Attribution Is Not Always Possible
This was not about building links, it was about building customers, making money.
And that’s not something that any SEO thirteen years ago would ever consider doing because there isn’t a clear way to track that the client spent X this month and earned Z the next month because of that activity. An SEO would never consider it because there’s no way to directly track the ROI.
You can track some of it with the “how did you hear about us” question. But how will you know if a customer heard of the company because a colleague at a conference who saw the client’s propaganda told them about it?
Not everything can be tracked. That’s why everyone else in SEO did not pursue these opportunities because they were like, where is the link, where is the attribution? Well, now the secret’s out. It’s infinitely adaptable, too.
Both companies that I did this for experienced year-over-year steady growth, and both were eventually acquired and made a lot of money for the founders. And how did I know it worked? Because this is how I promoted some of my websites, by building top-of-mind awareness, the kind that makes people type a domain name into the search box.
Google has algorithms that track things like branded navigation. You can’t build that kind of user behavior with links. You cannot build branded navigation with SEO. And yet, these are things that have been a part of Google’s algorithms since 2004 with the Navboost algorithm and in 2012 with Google’s branded navigation.
Brand Marketing And PR… And SEO?
SEOs have historically been about five to ten years behind the actual algorithm developments at Google. And I get it that ideas that a five year old can understand, like “adding EEAT” to articles, that’s easy to understand. Everyone else is doing it. But you know, everyone who did that knows now it was a grand waste of time.
And it’s not that I am a contrarian. It’s just that most of the time SEOs chase these ephemeral tactics with an SEO hammer, going bang, bang, bang. But it’s becoming clearer now that SEO for AI search is not the nail that building links used to be.
Like, how are you going to encourage people to do a branded search on Google? How are you going to get people to know about your brand in the first place? How are you going to target the office manager that makes the decisions at a company? Well, I shared an idea about that, right?
Those are the kinds of things that are going to trigger a positive ranking factor at Google, and yet none of those are a part of the SEO toolbox.
Back in 2015 I raised the idea that content is king misses the point of being successful online.
I wrote:
“If content is king, how come the top Internet businesses sites are not in the content business? What about Netflix? You think that’s content you are paying a monthly subscription for? Or is it convenience?

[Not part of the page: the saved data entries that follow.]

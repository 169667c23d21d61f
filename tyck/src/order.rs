use crate::decl::ResolvedModule;
use kernel::graph::Graph;
use kernel::DefId;
use std::collections::HashSet;

/// A unit of checking: the signature or the body of one declaration.
#[derive(Debug, Clone, Copy, PartialEq, Eq, Hash, PartialOrd, Ord)]
pub enum TyckOrder {
    Head(DefId),
    Body(DefId),
}

impl TyckOrder {
    pub fn unit(&self) -> DefId {
        match self {
            TyckOrder::Head(id) | TyckOrder::Body(id) => *id,
        }
    }

    pub fn is_head(&self) -> bool {
        matches!(self, TyckOrder::Head(_))
    }
}

/// Edges point from a unit to the units it needs.
#[derive(Debug, Clone, Default)]
pub struct DependencyGraph {
    graph: Graph<TyckOrder>,
}

impl DependencyGraph {
    pub fn new() -> Self {
        Self::default()
    }

    /// Signatures need the signatures they mention; bodies need their own
    /// signature, the signatures they mention and, when recursion is
    /// involved, the bodies too. Names from outside the module are assumed
    /// to be checked already.
    pub fn from_module(module: &ResolvedModule) -> Self {
        let mut deps = DependencyGraph::new();
        for decl in module.decls() {
            let id = decl.id();
            deps.add_node(TyckOrder::Head(id));
            deps.add_edge(TyckOrder::Body(id), TyckOrder::Head(id));
        }
        for decl in module.decls() {
            let id = decl.id();
            for referenced in decl.def.header_refs() {
                if module.get(referenced).is_some() {
                    deps.add_edge(TyckOrder::Head(id), TyckOrder::Head(referenced));
                }
            }
            for referenced in decl.def.body_refs() {
                if module.get(referenced).is_some() {
                    deps.add_edge(TyckOrder::Body(id), TyckOrder::Body(referenced));
                }
            }
        }
        deps
    }

    pub fn add_node(&mut self, order: TyckOrder) {
        self.graph.add_vertex(order);
    }

    pub fn add_edge(&mut self, from: TyckOrder, to: TyckOrder) {
        self.graph.add_edge(from, to);
    }

    pub fn contains(&self, order: &TyckOrder) -> bool {
        self.graph.contains(order)
    }

    pub fn suc(&self, order: &TyckOrder) -> impl Iterator<Item = &TyckOrder> {
        self.graph.suc(order)
    }

    pub fn has_suc(&self, from: &TyckOrder, to: &TyckOrder) -> bool {
        self.graph.has_suc(from, to)
    }

    pub fn self_referencing(&self, order: &TyckOrder) -> bool {
        self.graph.self_referencing(order)
    }

    /// Components with dependencies first.
    pub fn topological_order(&self) -> Vec<Vec<TyckOrder>> {
        self.graph.topological_order()
    }

    /// Whether some member of `component` has a direct dependency in `set`.
    pub fn depends_on_any(&self, component: &[TyckOrder], set: &HashSet<TyckOrder>) -> bool {
        component
            .iter()
            .flat_map(|order| self.suc(order))
            .any(|dependency| set.contains(dependency) && !component.contains(dependency))
    }
}
//! Well-known locations and the YAML defaults file
//!
//! Everything studio persists lives under `~/.dxw`:
//! - `~/.dxw/studio/projects.json`  - project registry
//! - `~/.dxw/studio/defaults.yml`   - optional user defaults (overrides the bundled file)
//! - `~/.dxw/studio/templates/`     - optional template overrides
//! - `~/.dxw/hub`                   - hub repository checkout

use crate::models::Service;
use crate::Result;
use anyhow::Context;
use serde_yaml::Value;
use std::fs;
use std::ops::RangeInclusive;
use std::path::{Path, PathBuf};

/// Name of the metadata file marking a folder as a studio project
pub const METADATA_FILE: &str = ".dxw-studio-project";

/// Environment variable holding the chronos container registry URL
pub const REGISTRY_ENV: &str = "CHRONOS_DOCKER_REGISTRY";

pub const BUNDLED_DEFAULTS: &str = include_str!("../templates/defaults.yml");

const DEFAULT_PORT_RANGE: RangeInclusive<u16> = 3000..=4000;

/// Filesystem locations used by studio
#[derive(Debug, Clone)]
pub struct StudioPaths {
    dxw_dir: PathBuf,
}

impl StudioPaths {
    /// Locations under the user's home directory (`~/.dxw`)
    pub fn from_home() -> Result<Self> {
        let home =
            dirs::home_dir().ok_or_else(|| anyhow::anyhow!("Could not find home directory"))?;
        Ok(Self::at(home.join(".dxw")))
    }

    /// Locations under an explicit root, used by tests
    pub fn at(dxw_dir: impl Into<PathBuf>) -> Self {
        Self {
            dxw_dir: dxw_dir.into(),
        }
    }

    pub fn studio_dir(&self) -> PathBuf {
        self.dxw_dir.join("studio")
    }

    pub fn projects_file(&self) -> PathBuf {
        self.studio_dir().join("projects.json")
    }

    pub fn defaults_file(&self) -> PathBuf {
        self.studio_dir().join("defaults.yml")
    }

    pub fn compose_template_override(&self) -> PathBuf {
        self.studio_dir().join("templates").join("docker-compose.yml")
    }

    pub fn hub_dir(&self) -> PathBuf {
        self.dxw_dir.join("hub")
    }
}

/// Where the effective defaults came from
#[derive(Debug, Clone, PartialEq, Eq)]
pub enum DefaultsSource {
    User(PathBuf),
    Bundled,
}

/// Key lookups over the defaults file
///
/// Keys are dotted paths (`services.chronos.tag`). A key missing from the
/// user file is looked up in the bundled defaults.
#[derive(Debug, Clone)]
pub struct Defaults {
    source: DefaultsSource,
    user: Option<Value>,
    bundled: Value,
}

impl Defaults {
    /// Load the user override if present, otherwise the bundled asset
    pub fn load(paths: &StudioPaths) -> Result<Self> {
        let path = paths.defaults_file();
        if !path.exists() {
            return Ok(Self::bundled());
        }

        let content = fs::read_to_string(&path)
            .with_context(|| format!("Failed to read defaults file {}", path.display()))?;
        Self::from_yaml(&content, DefaultsSource::User(path.clone()))
            .with_context(|| format!("Failed to parse defaults file {}", path.display()))
    }

    /// Only the bundled defaults
    pub fn bundled() -> Self {
        Self {
            source: DefaultsSource::Bundled,
            user: None,
            bundled: serde_yaml::from_str(BUNDLED_DEFAULTS).unwrap_or(Value::Null),
        }
    }

    /// User defaults given as YAML text, layered over the bundled ones
    pub fn from_yaml(content: &str, source: DefaultsSource) -> Result<Self> {
        let user: Value = if content.trim().is_empty() {
            Value::Null
        } else {
            serde_yaml::from_str(content)?
        };
        Ok(Self {
            source,
            user: Some(user),
            ..Self::bundled()
        })
    }

    pub fn source(&self) -> &DefaultsSource {
        &self.source
    }

    /// Look up a dotted key
    pub fn get(&self, key: &str) -> Option<&Value> {
        self.user
            .as_ref()
            .and_then(|user| lookup(user, key))
            .or_else(|| lookup(&self.bundled, key))
    }

    /// Look up a scalar as text. Empty strings count as missing.
    pub fn get_str(&self, key: &str) -> Option<String> {
        let text = match self.get(key)? {
            Value::String(s) => s.trim().to_string(),
            Value::Number(n) => n.to_string(),
            Value::Bool(b) => b.to_string(),
            _ => return None,
        };
        (!text.is_empty()).then_some(text)
    }

    pub fn get_u16(&self, key: &str) -> Option<u16> {
        match self.get(key)? {
            Value::Number(n) => n.as_u64().and_then(|n| u16::try_from(n).ok()),
            Value::String(s) => s.trim().parse().ok(),
            _ => None,
        }
    }

    pub fn network(&self) -> String {
        self.get_str("network")
            .unwrap_or_else(|| "traefiknet".to_string())
    }

    /// Host port range probed by the allocator
    pub fn port_range(&self) -> RangeInclusive<u16> {
        let start = self
            .get_u16("portRange.start")
            .unwrap_or(*DEFAULT_PORT_RANGE.start());
        let end = self
            .get_u16("portRange.end")
            .unwrap_or(*DEFAULT_PORT_RANGE.end());
        if start > end {
            return DEFAULT_PORT_RANGE;
        }
        start..=end
    }

    pub fn chronos_docker_registry(&self) -> Option<String> {
        self.get_str("chronosDockerRegistry")
    }

    pub fn service_tag(&self, service: Service) -> String {
        self.get_str(&format!("services.{}.tag", service.name()))
            .unwrap_or_else(|| "latest".to_string())
    }

    /// Image reference without tag. May contain `{chronosDockerRegistry}`.
    pub fn service_image(&self, service: Service) -> String {
        self.get_str(&format!("services.{}.image", service.name()))
            .unwrap_or_else(|| format!("{{chronosDockerRegistry}}/{}", service.name()))
    }

    pub fn docker_bin(&self) -> String {
        self.get_str("docker").unwrap_or_else(|| "docker".to_string())
    }

    pub fn docker_compose_bin(&self) -> String {
        self.get_str("dockerCompose")
            .unwrap_or_else(|| "docker-compose".to_string())
    }

    pub fn hub_repository(&self) -> Option<String> {
        self.get_str("hub.repository")
    }

    pub fn hub_branch(&self) -> String {
        self.get_str("hub.branch").unwrap_or_else(|| "main".to_string())
    }
}

fn lookup<'a>(root: &'a Value, key: &str) -> Option<&'a Value> {
    let mut current = root;
    for part in key.split('.') {
        current = current.as_mapping()?.get(part)?;
    }
    if current.is_null() {
        None
    } else {
        Some(current)
    }
}

/// Write the bundled defaults to the user override path
pub fn write_user_defaults(paths: &StudioPaths) -> Result<PathBuf> {
    let path = paths.defaults_file();
    if let Some(parent) = path.parent() {
        fs::create_dir_all(parent)?;
    }
    fs::write(&path, BUNDLED_DEFAULTS)?;
    Ok(path)
}

/// Resolve `path` against the current directory without touching the filesystem
pub fn absolutize(path: &Path) -> Result<PathBuf> {
    if path.is_absolute() {
        Ok(path.to_path_buf())
    } else {
        Ok(std::env::current_dir()?.join(path))
    }
}
//! Interactive questions asked during init

use crate::Result;
use dialoguer::Input;
use std::cell::RefCell;
use std::collections::VecDeque;

/// Asks the user for a line of text
pub trait Prompter {
    fn input(&self, message: &str) -> Result<String>;
}

/// Prompts on the terminal
#[derive(Debug, Default)]
pub struct TerminalPrompter;

impl Prompter for TerminalPrompter {
    fn input(&self, message: &str) -> Result<String> {
        let answer: String = Input::new()
            .with_prompt(message)
            .allow_empty(true)
            .interact_text()?;
        Ok(answer.trim().to_string())
    }
}

/// Answers questions from a fixed list and remembers what was asked
#[derive(Debug, Default)]
pub struct ScriptedPrompter {
    answers: RefCell<VecDeque<String>>,
    asked: RefCell<Vec<String>>,
}

impl ScriptedPrompter {
    pub fn new<I, S>(answers: I) -> Self
    where
        I: IntoIterator<Item = S>,
        S: Into<String>,
    {
        Self {
            answers: RefCell::new(answers.into_iter().map(Into::into).collect()),
            asked: RefCell::new(Vec::new()),
        }
    }

    pub fn asked(&self) -> Vec<String> {
        self.asked.borrow().clone()
    }
}

impl Prompter for ScriptedPrompter {
    fn input(&self, message: &str) -> Result<String> {
        self.asked.borrow_mut().push(message.to_string());
        self.answers
            .borrow_mut()
            .pop_front()
            .ok_or_else(|| anyhow::anyhow!("No scripted answer for prompt: {}", message))
    }
}

#[cfg(test)]
mod tests {
    use super::*;

    #[test]
    fn test_scripted_answers_in_order() {
        let prompter = ScriptedPrompter::new(["first", "second"]);
        assert_eq!(prompter.input("a?").unwrap(), "first");
        assert_eq!(prompter.input("b?").unwrap(), "second");
        assert!(prompter.input("c?").is_err());
        assert_eq!(prompter.asked(), vec!["a?", "b?", "c?"]);
    }
}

Netflix is not in the content business. They are in the convenience business. Anyone can provide content but nobody delivers convenience the way Netflix does. That’s because their focus is and always has been the user experience. Convenience, the user experience, is why customers pay Netflix. If Netflix had followed the Content is King strategy it would have been Blockbuster.
…Don’t focus on cranking out content. Focus on understanding what the user wants and your content strategy follows.
I cannot overstate the importance of understanding that the user experience underlies many of Google’s important decisions related to its algorithm.”
These are not new ideas that I’m presenting, but they were ahead of their time, maybe still are. Yet, they are as relevant today as they were in 2015 or 2004. Some are saying they are more relevant today because of AI Search.